Ernesto López Ibáñez, ayer, en Logroño. :: Díaz Uriel
Ernesto López Ibáñez, ayer, en Logroño. :: Díaz Uriel
Balonmano

Ernesto López | Internacional riojano cadete

MARTÍN SCHMITTLOGROÑO.

Ernesto López Ibáñez, de 17 años de edad, pudo haber optado por el fútbol (su hermano Víctor se encuentra en Turquía de pretemporada con el Alavés) o la pelota -es sobrino de Titín III-, pero decidió jugar al balonmano en su club, el Calasancio. Y sus cualidades no han pasado en vano para Jordi Ribera. Después de hacer historia con el equipo juvenil del Calasancio, clasificándose para la fase final en Sevilla, fue convocado por la selección cadete, con la que participó de una concentración en Granada y, además, en el Festival Olímpico de la Juventud Europea, en Györ (Hungría), con el franjivino Miguel Ángel Velasco de entrenador.

- Jugar la fase final del Nacional con el Calasancio, la selección... ¿Cómo ha vivido estas experiencias?

- Tremendo. Con el Calasancio nunca habíamos podido jugar más lejos de la zona norte y fue increíble vivir con los mejores equipos de España una fase así. Y creo que dimos la cara.

«La convocatoria fue una de las mayores alegrías que me he llevado a nivel deportivo» Ernesto López

- Y llega la primera convocatoria de la selección Cadete para viajar a Sierra Nevada entre el 22 al 30 de junio.

- Sí, fue inesperada, fue increíble. Pensar que iba a estar con los mejores jugadores de tu país es un orgullo. Allí coincidí con chicos que habían jugado la fase final de Montequinto, del Alcobendas, del Barça y del Granollers.
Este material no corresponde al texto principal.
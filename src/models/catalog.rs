//! Catalog entries and their per-release compatibility index

use super::manifest::ArtifactManifest;
use super::release::ReleaseLabel;
use serde::{Deserialize, Serialize};
use serde_json::Value;
use std::collections::BTreeMap;
use std::path::PathBuf;

/// One add-on as published on ATN, plus the compatibility index attached by
/// the download pipeline.
#[derive(Debug, Clone, Serialize, Deserialize)]
pub struct CatalogEntry {
    pub id: u64,

    #[serde(default)]
    pub guid: String,

    #[serde(default)]
    pub slug: String,

    /// Localized names, keyed by locale.
    #[serde(default)]
    pub name: BTreeMap<String, Option<String>>,

    #[serde(default, skip_serializing_if = "Option::is_none")]
    pub default_locale: Option<String>,

    #[serde(default)]
    pub url: String,

    #[serde(default, skip_serializing_if = "Option::is_none")]
    pub created: Option<String>,

    #[serde(default)]
    pub average_daily_users: u64,

    #[serde(default, skip_serializing_if = "Option::is_none")]
    pub xpilib: Option<CompatibilityIndex>,

    #[serde(flatten)]
    pub extra: BTreeMap<String, Value>,
}

/// The `xpilib` record: which version serves each release and what was
/// found inside each of those versions.
#[derive(Debug, Clone, Default, Serialize, Deserialize)]
pub struct CompatibilityIndex {
    /// Release key (`"60"`, ..., `"current"`) to version string.
    #[serde(default)]
    pub cmp_data: BTreeMap<String, String>,

    /// Version string to parsed artifact.
    #[serde(default)]
    pub ext_data: BTreeMap<String, ParsedArtifact>,

    /// 1-based popularity rank, assigned by the renderer.
    #[serde(default, skip_serializing_if = "Option::is_none")]
    pub rank: Option<usize>,
}

/// Packaging facts decoded from one downloaded version.
#[derive(Debug, Clone, Default, Serialize, Deserialize)]
pub struct ParsedArtifact {
    /// Packaged with a `manifest.json`.
    #[serde(default)]
    pub mext: bool,

    #[serde(default)]
    pub legacy: bool,

    /// `xul` or `bootstrap` for legacy packages.
    #[serde(default, skip_serializing_if = "Option::is_none")]
    pub legacy_type: Option<String>,

    #[serde(default)]
    pub experiment: bool,

    #[serde(default, rename = "experimentSchemaNames")]
    pub experiment_schema_names: Vec<String>,

    #[serde(
        default,
        deserialize_with = "super::manifest::lenient",
        skip_serializing_if = "Option::is_none"
    )]
    pub manifest: Option<ArtifactManifest>,

    #[serde(default, skip_serializing_if = "Option::is_none")]
    pub atn: Option<AtnVersion>,

    #[serde(
        default,
        rename = "localExtensionDir",
        skip_serializing_if = "Option::is_none"
    )]
    pub local_extension_dir: Option<PathBuf>,
}

/// Raw version record from the ATN API.
#[derive(Debug, Clone, Default, Serialize, Deserialize)]
pub struct AtnVersion {
    #[serde(default, skip_serializing_if = "Option::is_none")]
    pub id: Option<u64>,

    #[serde(default, skip_serializing_if = "Option::is_none")]
    pub version: Option<String>,

    #[serde(default, skip_serializing_if = "Option::is_none")]
    pub compatibility: Option<AtnCompatibility>,

    #[serde(default)]
    pub files: Vec<AtnFile>,
}

#[derive(Debug, Clone, Default, Serialize, Deserialize)]
pub struct AtnCompatibility {
    #[serde(default, skip_serializing_if = "Option::is_none")]
    pub thunderbird: Option<AppVersionRange>,
}

#[derive(Debug, Clone, Default, Serialize, Deserialize)]
pub struct AppVersionRange {
    #[serde(default, skip_serializing_if = "Option::is_none")]
    pub min: Option<String>,

    #[serde(default, skip_serializing_if = "Option::is_none")]
    pub max: Option<String>,
}

#[derive(Debug, Clone, Default, Serialize, Deserialize)]
pub struct AtnFile {
    #[serde(default, skip_serializing_if = "Option::is_none")]
    pub created: Option<String>,

    #[serde(default, skip_serializing_if = "Option::is_none")]
    pub url: Option<String>,
}

/// A release label that resolved to both a version and its artifact data.
#[derive(Debug, Clone, Copy)]
pub struct ResolvedRelease<'a> {
    pub version: &'a str,
    pub data: &'a ParsedArtifact,
}

impl CatalogEntry {
    /// Version and artifact serving `label`. A version without artifact data
    /// resolves to `None`, same as a missing version.
    pub fn resolve(&self, label: ReleaseLabel) -> Option<ResolvedRelease<'_>> {
        let index = self.xpilib.as_ref()?;
        let version = index.cmp_data.get(&label.key())?;
        let data = index.ext_data.get(version)?;
        Some(ResolvedRelease { version, data })
    }

    /// Artifact data serving `label`.
    pub fn data(&self, label: ReleaseLabel) -> Option<&ParsedArtifact> {
        self.resolve(label).map(|r| r.data)
    }

    /// Resolve every ESR in `releases`, preserving their order.
    pub fn resolve_all(&self, releases: &[u32]) -> Vec<(u32, Option<ResolvedRelease<'_>>)> {
        releases
            .iter()
            .map(|&major| (major, self.resolve(ReleaseLabel::Esr(major))))
            .collect()
    }

    pub fn rank(&self) -> Option<usize> {
        self.xpilib.as_ref().and_then(|index| index.rank)
    }

    fn localized_name(&self, locale: &str) -> Option<&str> {
        self.name.get(locale).and_then(|n| n.as_deref())
    }

    /// Name in `en-US`, else the declared default locale, else any locale.
    pub fn display_name(&self) -> &str {
        self.localized_name("en-US")
            .or_else(|| {
                self.default_locale
                    .as_deref()
                    .and_then(|locale| self.localized_name(locale))
            })
            .or_else(|| self.name.values().flatten().map(String::as_str).next())
            .unwrap_or(self.slug.as_str())
    }
}

impl ParsedArtifact {
    /// Uses only the stable WebExtension surface: manifest packaging, not
    /// legacy, no experiment APIs, no theme experiment.
    pub fn is_pure(&self) -> bool {
        self.mext && !self.legacy && !self.experiment && !self.has_theme_experiment()
    }

    pub fn is_xul_legacy(&self) -> bool {
        self.legacy_type.as_deref() == Some("xul")
    }

    pub fn has_theme_experiment(&self) -> bool {
        self.manifest
            .as_ref()
            .map(ArtifactManifest::has_theme_experiment)
            .unwrap_or(false)
    }

    fn app_range(&self) -> Option<&AppVersionRange> {
        self.atn
            .as_ref()?
            .compatibility
            .as_ref()?
            .thunderbird
            .as_ref()
    }

    /// Minimum application version advertised by ATN, `*` if unset.
    pub fn atn_min(&self) -> &str {
        self.app_range()
            .and_then(|r| r.min.as_deref())
            .filter(|v| !v.is_empty())
            .unwrap_or("*")
    }

    /// Maximum application version advertised by ATN, `*` if unset.
    pub fn atn_max(&self) -> &str {
        self.app_range()
            .and_then(|r| r.max.as_deref())
            .filter(|v| !v.is_empty())
            .unwrap_or("*")
    }

    /// `strict_max_version` declared in the packaged manifest, `*` if unset.
    pub fn strict_max(&self) -> &str {
        self.manifest
            .as_ref()
            .and_then(ArtifactManifest::strict_max_version)
            .unwrap_or("*")
    }

    /// Upload timestamp of the first file of this version.
    pub fn uploaded(&self) -> Option<&str> {
        self.atn
            .as_ref()?
            .files
            .first()?
            .created
            .as_deref()
    }
}

#[cfg(test)]
mod tests {
    use super::*;

    fn entry(json: &str) -> CatalogEntry {
        serde_json::from_str(json).unwrap()
    }

    #[test]
    fn test_resolve_requires_version_and_data() {
        let e = entry(
            r#"{
                "id": 1,
                "xpilib": {
                    "cmp_data": { "60": "1.0", "68": "2.0" },
                    "ext_data": { "1.0": { "mext": true } }
                }
            }"#,
        );
        let r60 = e.resolve(ReleaseLabel::Esr(60)).unwrap();
        assert_eq!(r60.version, "1.0");
        assert!(r60.data.mext);
        // Version without data resolves like a missing version.
        assert!(e.resolve(ReleaseLabel::Esr(68)).is_none());
        assert!(e.resolve(ReleaseLabel::Esr(78)).is_none());
        assert!(e.resolve(ReleaseLabel::Current).is_none());
    }

    #[test]
    fn test_resolve_without_index() {
        let e = entry(r#"{ "id": 2 }"#);
        assert!(e.resolve(ReleaseLabel::Current).is_none());
        assert!(e.resolve_all(&[60, 68]).iter().all(|(_, r)| r.is_none()));
    }

    #[test]
    fn test_purity_flips() {
        let pure = ParsedArtifact {
            mext: true,
            ..Default::default()
        };
        assert!(pure.is_pure());

        let mut p = pure.clone();
        p.mext = false;
        assert!(!p.is_pure());

        let mut p = pure.clone();
        p.legacy = true;
        assert!(!p.is_pure());

        let mut p = pure.clone();
        p.experiment = true;
        assert!(!p.is_pure());

        let mut p = pure.clone();
        p.manifest = Some(ArtifactManifest {
            theme_experiment: Some(serde_json::json!({ "stylesheet": "a.css" })),
            ..Default::default()
        });
        assert!(!p.is_pure());
    }

    #[test]
    fn test_atn_window_defaults() {
        let data = ParsedArtifact::default();
        assert_eq!(data.atn_min(), "*");
        assert_eq!(data.atn_max(), "*");
        assert_eq!(data.strict_max(), "*");
        assert_eq!(data.uploaded(), None);
    }

    #[test]
    fn test_display_name_fallbacks() {
        let e = entry(r#"{ "id": 3, "slug": "s", "name": { "de": "Hallo", "fr": "Salut" }, "default_locale": "fr" }"#);
        assert_eq!(e.display_name(), "Salut");
        let e = entry(r#"{ "id": 3, "slug": "s", "name": { "de": "Hallo", "en-US": "Hello" } }"#);
        assert_eq!(e.display_name(), "Hello");
        let e = entry(r#"{ "id": 3, "slug": "s" }"#);
        assert_eq!(e.display_name(), "s");
    }
}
- ¿Cómo fue la metodología de trabajo?

- Se constituyeron cuatro equipos, dos jugadores por puesto por equipo, para competir por un lugar en Hungría. Entrenamientos por la mañana y partidos por la tarde

- En su club juega de lateral y en la selección lo hizo de extremo izquierdo. ¿Cómo fue el cambio?
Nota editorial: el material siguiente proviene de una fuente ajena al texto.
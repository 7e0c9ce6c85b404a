//! Scanning unpacked add-on sources for API calls that need a permission

use super::{ClassifierContext, Rule};
use crate::models::{Badge, BadgeBase, CatalogEntry, ReleaseLabel, RowData};
use lazy_static::lazy_static;
use regex::Regex;
use std::fs;
use std::path::Path;
use tracing::debug;
use walkdir::WalkDir;

lazy_static! {
    static ref MESSAGES_UPDATE_CALL: Regex = Regex::new(r"\.messages\.update").unwrap();
}

/// Directory below `localExtensionDir` holding the unpacked package.
const SOURCE_SUBDIR: &str = "src";

/// Every `path:line` below `dir` matching `pattern`, in file-name order.
/// Unreadable files are skipped.
pub fn find_in_sources(dir: &Path, pattern: &Regex) -> Vec<String> {
    let mut hits = Vec::new();
    let walker = WalkDir::new(dir).sort_by_file_name();
    for entry in walker.into_iter().filter_map(|e| e.ok()) {
        if !entry.file_type().is_file() {
            continue;
        }
        let path = entry.path();
        let content = match fs::read(path) {
            Ok(bytes) => String::from_utf8_lossy(&bytes).into_owned(),
            Err(err) => {
                debug!("Skipping unreadable {}: {}", path.display(), err);
                continue;
            }
        };
        let relative = path.strip_prefix(dir).unwrap_or(path);
        hits.extend(
            content
                .lines()
                .enumerate()
                .filter(|(_, line)| pattern.is_match(line))
                .map(|(n, _)| format!("{}:{}", relative.display(), n + 1)),
        );
    }
    hits
}

/// Artifacts for `release` that call an API without requesting the
/// permission it requires. Badge tooltips list the offending lines.
pub struct MissingPermissionRule {
    release: u32,
    permission: &'static str,
    pattern: &'static Regex,
}

impl MissingPermissionRule {
    /// `missing-messagesUpdate-permission`
    pub fn messages_update(release: u32) -> Self {
        Self {
            release,
            permission: "messagesUpdate",
            pattern: &*MESSAGES_UPDATE_CALL,
        }
    }
}

impl Rule for MissingPermissionRule {
    fn row_data(&self, entry: &CatalogEntry, ctx: &ClassifierContext) -> RowData {
        let Some(data) = entry.data(ReleaseLabel::Esr(self.release)) else {
            return RowData::excluded();
        };
        let granted = data
            .manifest
            .as_ref()
            .map(|m| m.has_permission(self.permission))
            .unwrap_or(false);
        if granted {
            return RowData::excluded();
        }
        let Some(dir) = data.local_extension_dir.as_deref() else {
            return RowData::excluded();
        };

        let sources = ctx.source_dir(dir).join(SOURCE_SUBDIR);
        let hits = find_in_sources(&sources, self.pattern);
        if hits.is_empty() {
            return RowData::excluded();
        }
        RowData::included(vec![
            Badge::new(BadgeBase::BreakingApiChange).with_tooltip(hits.join("\n"))
        ])
    }
}
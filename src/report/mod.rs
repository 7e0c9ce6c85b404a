//! Report registry, rendering and the index page

pub mod badges;
pub mod generator;
pub mod index;
pub mod registry;
pub mod template;

pub use badges::{BadgeDescriptor, BadgeRegistry};
pub use generator::{assign_ranks, RenderedReport, ReportRenderer};
pub use index::{BuildSummary, IndexBuilder, ReportOutcome};
pub use registry::{ReportDefinition, ReportGroup, ReportRegistry, GENERAL_GROUP};
pub use template::Template;
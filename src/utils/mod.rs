//! Shared utilities

pub mod helpers;
pub mod version;

pub use version::{compare, compare_versions};
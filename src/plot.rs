//! Plot dispatch glue.
//!
//! The crate renders nothing itself. A plotting facility plugs in behind the
//! narrow [`Canvas`] capability ("can render given a palette pair"), and the
//! [`Cmo`]/[`DatasetCmo`] accessors wrap its entry points: classify the
//! variable, resolve the palette pair, forward the call.

use serde_json::{Map, Value};
use tracing::debug;

use crate::classify::Category;
use crate::dataset::{DataArray, Dataset};
use crate::error::Result;
use crate::palettes::Palette;
use crate::registry::Registry;

/// The palette pair selected for one plotting call.
#[derive(Debug, Clone, PartialEq, Eq)]
pub struct PalettePair {
    /// Palette for one-directional magnitude
    pub sequential: Palette,
    /// Palette for signed deviation from a center
    pub diverging: Palette,
}

/// The plotting entry points an adapter may support.
#[derive(Debug, Clone, Copy, PartialEq, Eq)]
pub enum PlotKind {
    Line,
    Pcolormesh,
    Contour,
    Contourf,
    Scatter,
    Quiver,
}

/// Keyword-style arguments forwarded verbatim to the canvas.
///
/// Common numeric options get fields; everything else rides in `extra`,
/// which the canvas interprets (or ignores) on its own terms.
#[derive(Debug, Clone, Default)]
pub struct PlotArgs {
    pub vmin: Option<f64>,
    pub vmax: Option<f64>,
    pub levels: Option<usize>,
    pub extra: Map<String, Value>,
}

impl PlotArgs {
    pub fn new() -> Self {
        Self::default()
    }

    pub fn vmin(mut self, vmin: f64) -> Self {
        self.vmin = Some(vmin);
        self
    }

    pub fn vmax(mut self, vmax: f64) -> Self {
        self.vmax = Some(vmax);
        self
    }

    pub fn levels(mut self, levels: usize) -> Self {
        self.levels = Some(levels);
        self
    }

    /// Attach a free-form argument
    pub fn arg(mut self, key: impl Into<String>, value: impl Into<Value>) -> Self {
        self.extra.insert(key.into(), value.into());
        self
    }
}

/// The data participating in one plotting call.
#[derive(Debug, Clone, Copy)]
pub enum PlotData<'a> {
    /// A single field rendered over its own coordinates
    Array(&'a DataArray),
    /// Two fields plotted against each other, optionally colored by a third
    Points {
        x: &'a DataArray,
        y: &'a DataArray,
        hue: Option<&'a DataArray>,
    },
    /// A vector field, optionally colored by a third variable
    Vectors {
        u: &'a DataArray,
        v: &'a DataArray,
        hue: Option<&'a DataArray>,
    },
}

/// Everything a canvas needs for one draw call.
#[derive(Debug, Clone)]
pub struct PlotRequest<'a> {
    pub kind: PlotKind,
    pub data: PlotData<'a>,
    pub palettes: PalettePair,
    pub args: &'a PlotArgs,
    /// Label axes and colorbars from attribute metadata instead of bare names
    pub metadata_labels: bool,
}

/// Narrow rendering capability implemented by plotting adapters.
///
/// The crate never depends on a concrete plotting library; adapters receive
/// the selected palette pair in the request and apply whichever of the two
/// suits the data they end up drawing.
pub trait Canvas {
    type Output;

    fn render(&mut self, request: PlotRequest<'_>) -> Result<Self::Output>;
}

impl DataArray {
    /// Colormap-selection accessor bound to the process-wide registry
    pub fn cmo(&self) -> Cmo<'_> {
        self.cmo_with(Registry::global())
    }

    /// Colormap-selection accessor bound to an explicit registry
    pub fn cmo_with<'a>(&'a self, registry: &'a Registry) -> Cmo<'a> {
        Cmo {
            array: self,
            registry,
        }
    }
}

impl Dataset {
    /// Colormap-selection accessor bound to the process-wide registry
    pub fn cmo(&self) -> DatasetCmo<'_> {
        self.cmo_with(Registry::global())
    }

    /// Colormap-selection accessor bound to an explicit registry
    pub fn cmo_with<'a>(&'a self, registry: &'a Registry) -> DatasetCmo<'a> {
        DatasetCmo {
            dataset: self,
            registry,
        }
    }
}

/// Accessor wrapping single-array plotting with automatic palette selection.
pub struct Cmo<'a> {
    array: &'a DataArray,
    registry: &'a Registry,
}

impl<'a> Cmo<'a> {
    /// The category the bound array classifies to
    pub fn category(&self) -> Option<Category> {
        self.registry.classify_array(self.array)
    }

    /// The sequential palette selected for the bound array
    pub fn sequential(&self) -> Palette {
        self.registry.sequential(self.category().as_ref())
    }

    /// The diverging palette selected for the bound array
    pub fn diverging(&self) -> Palette {
        self.registry.diverging(self.category().as_ref())
    }

    /// Both palettes, resolved from a single classification
    pub fn palettes(&self) -> PalettePair {
        let category = self.category();
        PalettePair {
            sequential: self.registry.sequential(category.as_ref()),
            diverging: self.registry.diverging(category.as_ref()),
        }
    }

    fn dispatch<C: Canvas>(
        &self,
        canvas: &mut C,
        kind: PlotKind,
        metadata_labels: bool,
        args: &PlotArgs,
    ) -> Result<C::Output> {
        let palettes = self.palettes();
        debug!(
            kind = ?kind,
            variable = self.array.name().unwrap_or("<unnamed>"),
            sequential = palettes.sequential.name(),
            diverging = palettes.diverging.name(),
            "dispatching plot"
        );
        canvas.render(PlotRequest {
            kind,
            data: PlotData::Array(self.array),
            palettes,
            args,
            metadata_labels,
        })
    }

    pub fn plot<C: Canvas>(&self, canvas: &mut C, args: &PlotArgs) -> Result<C::Output> {
        self.dispatch(canvas, PlotKind::Line, false, args)
    }

    pub fn pcolormesh<C: Canvas>(&self, canvas: &mut C, args: &PlotArgs) -> Result<C::Output> {
        self.dispatch(canvas, PlotKind::Pcolormesh, false, args)
    }

    pub fn contour<C: Canvas>(&self, canvas: &mut C, args: &PlotArgs) -> Result<C::Output> {
        self.dispatch(canvas, PlotKind::Contour, false, args)
    }

    pub fn contourf<C: Canvas>(&self, canvas: &mut C, args: &PlotArgs) -> Result<C::Output> {
        self.dispatch(canvas, PlotKind::Contourf, false, args)
    }

    /// Metadata-aware variant of [`plot`](Cmo::plot)
    pub fn cf_plot<C: Canvas>(&self, canvas: &mut C, args: &PlotArgs) -> Result<C::Output> {
        self.dispatch(canvas, PlotKind::Line, true, args)
    }

    /// Metadata-aware variant of [`pcolormesh`](Cmo::pcolormesh)
    pub fn cf_pcolormesh<C: Canvas>(&self, canvas: &mut C, args: &PlotArgs) -> Result<C::Output> {
        self.dispatch(canvas, PlotKind::Pcolormesh, true, args)
    }

    /// Metadata-aware variant of [`contour`](Cmo::contour)
    pub fn cf_contour<C: Canvas>(&self, canvas: &mut C, args: &PlotArgs) -> Result<C::Output> {
        self.dispatch(canvas, PlotKind::Contour, true, args)
    }

    /// Metadata-aware variant of [`contourf`](Cmo::contourf)
    pub fn cf_contourf<C: Canvas>(&self, canvas: &mut C, args: &PlotArgs) -> Result<C::Output> {
        self.dispatch(canvas, PlotKind::Contourf, true, args)
    }
}

/// Accessor wrapping dataset-level plotting (scatter, quiver) with palette
/// selection driven by an explicit hue selector.
pub struct DatasetCmo<'a> {
    dataset: &'a Dataset,
    registry: &'a Registry,
}

impl<'a> DatasetCmo<'a> {
    /// The palette pair for the named hue variable.
    ///
    /// The hue variable's own name and attributes are classified; the arrays
    /// being plotted against each other play no part. Passing `None` selects
    /// the table defaults.
    pub fn hue_palettes(&self, hue: Option<&str>) -> Result<PalettePair> {
        let category = match hue {
            Some(name) => {
                let array = self.dataset.get_variable_checked(name)?;
                self.registry.classify_array(array)
            }
            None => None,
        };
        Ok(PalettePair {
            sequential: self.registry.sequential(category.as_ref()),
            diverging: self.registry.diverging(category.as_ref()),
        })
    }

    fn dispatch<C: Canvas>(
        &self,
        canvas: &mut C,
        kind: PlotKind,
        data: PlotData<'_>,
        hue: Option<&str>,
        metadata_labels: bool,
        args: &PlotArgs,
    ) -> Result<C::Output> {
        let palettes = self.hue_palettes(hue)?;
        debug!(
            kind = ?kind,
            hue = hue.unwrap_or("<none>"),
            sequential = palettes.sequential.name(),
            diverging = palettes.diverging.name(),
            "dispatching dataset plot"
        );
        canvas.render(PlotRequest {
            kind,
            data,
            palettes,
            args,
            metadata_labels,
        })
    }

    fn points(&self, x: &str, y: &str, hue: Option<&str>) -> Result<PlotData<'a>> {
        Ok(PlotData::Points {
            x: self.dataset.get_variable_checked(x)?,
            y: self.dataset.get_variable_checked(y)?,
            hue: match hue {
                Some(name) => Some(self.dataset.get_variable_checked(name)?),
                None => None,
            },
        })
    }

    fn vectors(&self, u: &str, v: &str, hue: Option<&str>) -> Result<PlotData<'a>> {
        Ok(PlotData::Vectors {
            u: self.dataset.get_variable_checked(u)?,
            v: self.dataset.get_variable_checked(v)?,
            hue: match hue {
                Some(name) => Some(self.dataset.get_variable_checked(name)?),
                None => None,
            },
        })
    }

    pub fn scatter<C: Canvas>(
        &self,
        canvas: &mut C,
        x: &str,
        y: &str,
        hue: Option<&str>,
        args: &PlotArgs,
    ) -> Result<C::Output> {
        let data = self.points(x, y, hue)?;
        self.dispatch(canvas, PlotKind::Scatter, data, hue, false, args)
    }

    pub fn quiver<C: Canvas>(
        &self,
        canvas: &mut C,
        u: &str,
        v: &str,
        hue: Option<&str>,
        args: &PlotArgs,
    ) -> Result<C::Output> {
        let data = self.vectors(u, v, hue)?;
        self.dispatch(canvas, PlotKind::Quiver, data, hue, false, args)
    }

    /// Metadata-aware variant of [`scatter`](DatasetCmo::scatter)
    pub fn cf_scatter<C: Canvas>(
        &self,
        canvas: &mut C,
        x: &str,
        y: &str,
        hue: Option<&str>,
        args: &PlotArgs,
    ) -> Result<C::Output> {
        let data = self.points(x, y, hue)?;
        self.dispatch(canvas, PlotKind::Scatter, data, hue, true, args)
    }

    /// Metadata-aware variant of [`quiver`](DatasetCmo::quiver)
    pub fn cf_quiver<C: Canvas>(
        &self,
        canvas: &mut C,
        u: &str,
        v: &str,
        hue: Option<&str>,
        args: &PlotArgs,
    ) -> Result<C::Output> {
        let data = self.vectors(u, v, hue)?;
        self.dispatch(canvas, PlotKind::Quiver, data, hue, true, args)
    }
}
- Ya sabía que iba a ir de extremo, pero nunca había jugado en esa parcela y es complicado. Durante los primeros días fue raro no poder salir y tirar desde los nueve metros, pero gracias a los entrenadores me acostumbré.

- Tras esa convocatoria, se marchó a Irlanda a un curso, pero tuvo que interrumpir el viaje para incorporarse a la selección de los Hispanos Promesas para jugar en Györ.
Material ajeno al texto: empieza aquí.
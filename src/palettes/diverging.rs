//! Diverging palettes (signed deviation from a center).
//!
//! Suitable for data that diverges from a central value. Stop lists
//! approximate the cmocean diverging colormaps.

use once_cell::sync::Lazy;

use super::{ramp, Palette};

static BALANCE: Lazy<Palette> = Lazy::new(|| {
    ramp(
        "balance",
        &[
            [18, 29, 96],
            [56, 94, 169],
            [133, 152, 210],
            [214, 218, 235],
            [241, 237, 236],
            [235, 202, 185],
            [216, 141, 113],
            [180, 72, 67],
            [124, 20, 41],
        ],
    )
});

static DIFF: Lazy<Palette> = Lazy::new(|| {
    ramp(
        "diff",
        &[
            [11, 52, 60],
            [60, 112, 101],
            [144, 169, 142],
            [230, 230, 218],
            [170, 160, 117],
            [102, 87, 53],
            [41, 29, 19],
        ],
    )
});

static DELTA: Lazy<Palette> = Lazy::new(|| {
    ramp(
        "delta",
        &[
            [16, 31, 63],
            [41, 93, 153],
            [93, 157, 161],
            [254, 252, 196],
            [123, 167, 73],
            [38, 107, 52],
            [23, 35, 19],
        ],
    )
});

static CURL: Lazy<Palette> = Lazy::new(|| {
    ramp(
        "curl",
        &[
            [20, 45, 48],
            [27, 107, 101],
            [102, 163, 148],
            [222, 231, 226],
            [235, 180, 165],
            [195, 98, 100],
            [135, 37, 82],
            [52, 13, 53],
        ],
    )
});

static TOPO: Lazy<Palette> = Lazy::new(|| {
    ramp(
        "topo",
        &[
            [26, 22, 82],
            [51, 80, 145],
            [105, 156, 184],
            [182, 215, 213],
            [76, 120, 70],
            [146, 140, 90],
            [200, 185, 153],
            [250, 250, 250],
        ],
    )
});

static TARN: Lazy<Palette> = Lazy::new(|| {
    ramp(
        "tarn",
        &[
            [50, 25, 14],
            [140, 80, 38],
            [210, 165, 110],
            [245, 245, 240],
            [132, 166, 170],
            [49, 104, 123],
            [15, 50, 60],
        ],
    )
});

/// Balance palette - signed anomalies; the diverging fallback when a
/// variable's category is unknown
pub fn balance() -> Palette {
    BALANCE.clone()
}

/// Diff palette - differences of like quantities
pub fn diff() -> Palette {
    DIFF.clone()
}

/// Delta palette - signed velocity and energy
pub fn delta() -> Palette {
    DELTA.clone()
}

/// Curl palette - vorticity and rotation
pub fn curl() -> Palette {
    CURL.clone()
}

/// Topo palette - elevation about a datum
pub fn topo() -> Palette {
    TOPO.clone()
}

/// Tarn palette - signed accelerations
pub fn tarn() -> Palette {
    TARN.clone()
}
- Fue totalmente inesperado. Fue una de las mayores alegrías que me he llevado a nivel deportivo. ¡Es la selección internacional y ya formas parte de los quince! Volví de Irlanda y me fui el 16 de julio a Ciudad Real a preparar el torneo. De ahí a Hungría.

- ¿Cómo fue esa experiencia?

- Llegaba de un club a priori menor. Todos se conocían más o menos, pero poco a poco me fui haciendo amigos. Y acabamos muy unidos.

- ¿Qué aprendió?

- La importancia de lo que es una selección nacional, te hace valorar que el trabajo y el esfuerzo que haces en tu club tiene recompensa, de luchar día a día para dar lo mejor, para ser diferente al resto.

- Pese a que los resultados no acompañaron -derrotas ante Francia, Eslovenia, Islandia y Dinamarca y victoria ante Hungría-, ¿qué balance hace del festival?

- Positivo. Por cómo empezamos a cómo acabamos hay una diferencia abismal. Supimos competir juntos, el grupo se unió mucho al final. A pesar de las derrotas, logramos competir, conocer mucho más a los compañeros. Y ahora toca volver a trabajar con los de siempre.